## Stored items

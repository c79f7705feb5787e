//! Executable resolution for stdio backends.
//!
//! - Resolve bare command names (`npx`, `uvx`) against an enriched PATH
//! - Build the PATH handed to the child process
//! - Validate working directories

use std::collections::HashSet;
use std::env;
use std::ffi::OsString;
use std::path::{Path, PathBuf};

#[cfg(unix)]
const PATH_SEPARATOR: &str = ":";
#[cfg(windows)]
const PATH_SEPARATOR: &str = ";";

/// Extra locations searched on macOS, where launchd hands out a minimal PATH.
#[cfg(target_os = "macos")]
const MACOS_DEFAULT_PATHS: &str = "/opt/homebrew/bin:/usr/local/bin:/usr/bin:/bin:/usr/sbin:/sbin";

/// Resolve `command` to an absolute executable path.
///
/// Absolute paths are checked as-is; bare names are looked up in the
/// effective PATH (process PATH, platform defaults, `path_extra`).
pub fn resolve_command(command: &str, path_extra: Option<&str>) -> Result<PathBuf, String> {
    let candidate = Path::new(command);
    if candidate.is_absolute() {
        validate_exe_path(candidate)?;
        return Ok(candidate.to_path_buf());
    }

    let search_path = build_effective_path(None, path_extra);
    let cwd = env::current_dir().map_err(|e| format!("Failed to read current directory: {e}"))?;
    which::which_in(command, Some(&search_path), cwd).map_err(|e| {
        format!(
            "Executable '{command}' not found: {e} (searched {})",
            search_path.to_string_lossy()
        )
    })
}

/// Check that an absolute path names an executable file.
pub fn validate_exe_path(path: &Path) -> Result<(), String> {
    let shown = path.display();

    if !path.exists() {
        return Err(format!("Executable not found: {shown}"));
    }
    if !path.is_file() {
        return Err(format!("Executable path is not a file: {shown}"));
    }

    #[cfg(unix)]
    {
        use std::os::unix::fs::PermissionsExt;
        let metadata =
            std::fs::metadata(path).map_err(|e| format!("Failed to check permissions: {e}"))?;
        if metadata.permissions().mode() & 0o111 == 0 {
            return Err(format!("File is not executable: {shown}"));
        }
    }

    Ok(())
}

/// Check that a working directory exists.
pub fn validate_working_dir(cwd: &str) -> Result<(), String> {
    let path = Path::new(cwd);

    if !path.exists() {
        return Err(format!("Working directory does not exist: {cwd}"));
    }
    if !path.is_dir() {
        return Err(format!("Working directory path is not a directory: {cwd}"));
    }

    Ok(())
}

/// Build the PATH for a child process.
///
/// Order: directory of the executable, current PATH, platform defaults,
/// `path_extra`. Duplicates are dropped, first occurrence wins.
pub fn build_effective_path(exe_path: Option<&Path>, path_extra: Option<&str>) -> OsString {
    let mut entries: Vec<String> = Vec::new();

    if let Some(dir) = exe_path.and_then(Path::parent).and_then(Path::to_str) {
        entries.push(dir.to_string());
    }

    if let Some(current) = env::var_os("PATH") {
        if let Some(current) = current.to_str() {
            entries.extend(
                current
                    .split(PATH_SEPARATOR)
                    .filter(|e| !e.is_empty())
                    .map(str::to_string),
            );
        }
    }

    #[cfg(target_os = "macos")]
    entries.extend(MACOS_DEFAULT_PATHS.split(':').map(str::to_string));

    if let Some(extra) = path_extra {
        entries.extend(
            extra
                .split(PATH_SEPARATOR)
                .filter(|e| !e.is_empty())
                .map(str::to_string),
        );
    }

    let mut seen = HashSet::new();
    let deduped: Vec<String> = entries
        .into_iter()
        .filter(|entry| seen.insert(entry.clone()))
        .collect();

    OsString::from(deduped.join(PATH_SEPARATOR))
}

#[cfg(test)]
mod tests {
    use super::*;

    #[test]
    fn test_resolve_missing_command() {
        let err = resolve_command("definitely-not-a-real-binary-xyz", None).unwrap_err();
        assert!(err.contains("not found"));
    }

    #[test]
    fn test_absolute_path_must_exist() {
        let err = resolve_command("/nonexistent/path/to/exe", None).unwrap_err();
        assert!(err.contains("not found"));
    }

    #[cfg(unix)]
    #[test]
    fn test_resolve_finds_sh() {
        let path = resolve_command("sh", Some("/bin:/usr/bin")).unwrap();
        assert!(path.is_absolute());
    }

    #[test]
    fn test_effective_path_starts_with_exe_dir() {
        let path = build_effective_path(Some(Path::new("/opt/tools/bin/server")), None);
        assert!(path.to_str().unwrap().starts_with("/opt/tools/bin"));
    }

    #[test]
    fn test_effective_path_deduplicates() {
        let path = build_effective_path(
            Some(Path::new("/usr/bin/node")),
            Some("/usr/bin:/custom/path"),
        );
        let path = path.to_str().unwrap();
        let count = path.split(PATH_SEPARATOR).filter(|e| *e == "/usr/bin").count();
        assert_eq!(count, 1);
        assert!(path.contains("/custom/path"));
    }

    #[test]
    fn test_validate_working_dir_rejects_nonexistent() {
        let err = validate_working_dir("/nonexistent/directory").unwrap_err();
        assert!(err.contains("does not exist"));
    }
}
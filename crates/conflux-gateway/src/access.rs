//! Bearer credential checks.
//!
//! Tokens are read from the token repository on every check; issuing and
//! revoking them is the store's business.

use std::sync::Arc;

use chrono::Utc;

use conflux_core::ports::{GatewayError, TokenRepository};
use conflux_core::Token;

use crate::config::ANONYMOUS_CLIENT;

/// Who is making a request.
#[derive(Debug, Clone, PartialEq, Eq)]
pub enum Principal {
    /// No credential, and the gateway does not require one.
    Anonymous,
    /// A valid, unexpired token.
    Token(Token),
}

impl Principal {
    pub fn client_id(&self) -> &str {
        match self {
            Self::Anonymous => ANONYMOUS_CLIENT,
            Self::Token(token) => &token.client_id,
        }
    }

    /// Whether this principal may reach `server_id`.
    pub fn allows(&self, server_id: &str) -> bool {
        match self {
            Self::Anonymous => true,
            Self::Token(token) => token.allows_server(server_id),
        }
    }
}

/// Answers "can client X call server Y".
pub struct AccessController {
    tokens: Arc<dyn TokenRepository>,
    require_auth: bool,
}

impl AccessController {
    pub fn new(tokens: Arc<dyn TokenRepository>, require_auth: bool) -> Self {
        Self {
            tokens,
            require_auth,
        }
    }

    /// Look up a token. Unknown and expired tokens are `None`.
    pub async fn validate(&self, token_id: &str) -> Result<Option<Token>, GatewayError> {
        let token = self.tokens.get_token(token_id).await?;
        Ok(token.filter(|t| !t.is_expired_at(Utc::now())))
    }

    /// Whether `token_id` is valid and grants `server_id`.
    pub async fn has_access(&self, token_id: &str, server_id: &str) -> bool {
        match self.validate(token_id).await {
            Ok(Some(token)) => token.allows_server(server_id),
            Ok(None) => false,
            Err(e) => {
                tracing::warn!(error = %e, "Token lookup failed");
                false
            }
        }
    }

    /// Resolve the caller.
    ///
    /// # Errors
    ///
    /// `Unauthenticated` if a credential is required but absent, or if
    /// the supplied credential is unknown or expired.
    pub async fn authenticate(&self, token: Option<&str>) -> Result<Principal, GatewayError> {
        match token {
            None if self.require_auth => Err(GatewayError::Unauthenticated(
                "credential required".to_string(),
            )),
            None => Ok(Principal::Anonymous),
            Some(token_id) => self
                .validate(token_id)
                .await?
                .map(Principal::Token)
                .ok_or_else(|| {
                    GatewayError::Unauthenticated("unknown or expired credential".to_string())
                }),
        }
    }

    /// Authorize a call to `server_id`, returning the client id.
    ///
    /// # Errors
    ///
    /// `Unauthenticated` as for [`Self::authenticate`]; `Forbidden` if the
    /// token is not scoped to `server_id`.
    pub async fn authorize(
        &self,
        token: Option<&str>,
        server_id: &str,
    ) -> Result<String, GatewayError> {
        let principal = self.authenticate(token).await?;
        if !principal.allows(server_id) {
            tracing::debug!(
                client_id = principal.client_id(),
                server_id,
                "Access denied"
            );
            return Err(GatewayError::Forbidden(format!(
                "client {} may not access server {server_id}",
                principal.client_id()
            )));
        }
        Ok(principal.client_id().to_string())
    }

    /// Principal for filtering a discovery pass. `None` means the caller
    /// sees nothing; discovery never fails on credentials.
    pub async fn discovery_principal(&self, token: Option<&str>) -> Option<Principal> {
        match self.authenticate(token).await {
            Ok(principal) => Some(principal),
            Err(e) => {
                tracing::debug!(error = %e, "Discovery credential rejected, listing nothing");
                None
            }
        }
    }
}
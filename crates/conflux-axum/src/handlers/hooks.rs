//! Hook handlers. Scripts are compiled before they are stored.

use axum::Json;
use axum::extract::{Path, State};

use conflux_core::{Hook, NewHook};

use crate::error::HttpError;
use crate::state::AppState;

/// List hooks in execution order.
pub async fn list(State(state): State<AppState>) -> Result<Json<Vec<Hook>>, HttpError> {
    Ok(Json(state.gateway.hooks().list_hooks().await?))
}

pub async fn create(
    State(state): State<AppState>,
    Json(hook): Json<NewHook>,
) -> Result<Json<Hook>, HttpError> {
    Ok(Json(state.gateway.hooks().create_hook(hook).await?))
}

/// Replace a hook. The path id wins over any id in the body.
pub async fn update(
    State(state): State<AppState>,
    Path(id): Path<String>,
    Json(mut hook): Json<Hook>,
) -> Result<Json<Hook>, HttpError> {
    hook.id = id;
    hook.updated_at = chrono::Utc::now();
    state.gateway.hooks().update_hook(&hook).await?;
    Ok(Json(hook))
}

pub async fn remove(State(state): State<AppState>, Path(id): Path<String>) -> Result<(), HttpError> {
    state.gateway.hooks().delete_hook(&id).await?;
    Ok(())
}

## Work task
Output exactly the lines of the data that run from the one containing "pub async fn discovery_principal(&self, token: Option<&str>)" to the very last line, and no others.

## Solution for this task
    pub async fn discovery_principal(&self, token: Option<&str>) -> Option<Principal> {
        match self.authenticate(token).await {
            Ok(principal) => Some(principal),
            Err(e) => {
                tracing::debug!(error = %e, "Discovery credential rejected, listing nothing");
                None
            }
        }
    }
}
filename crates/conflux-axum/src/handlers/hooks.rs
//! Hook handlers. Scripts are compiled before they are stored.

use axum::Json;
use axum::extract::{Path, State};

use conflux_core::{Hook, NewHook};

use crate::error::HttpError;
use crate::state::AppState;

/// List hooks in execution order.
pub async fn list(State(state): State<AppState>) -> Result<Json<Vec<Hook>>, HttpError> {
    Ok(Json(state.gateway.hooks().list_hooks().await?))
}

pub async fn create(
    State(state): State<AppState>,
    Json(hook): Json<NewHook>,
) -> Result<Json<Hook>, HttpError> {
    Ok(Json(state.gateway.hooks().create_hook(hook).await?))
}

/// Replace a hook. The path id wins over any id in the body.
pub async fn update(
    State(state): State<AppState>,
    Path(id): Path<String>,
    Json(mut hook): Json<Hook>,
) -> Result<Json<Hook>, HttpError> {
    hook.id = id;
    hook.updated_at = chrono::Utc::now();
    state.gateway.hooks().update_hook(&hook).await?;
    Ok(Json(hook))
}

pub async fn remove(State(state): State<AppState>, Path(id): Path<String>) -> Result<(), HttpError> {
    state.gateway.hooks().delete_hook(&id).await?;
    Ok(())
}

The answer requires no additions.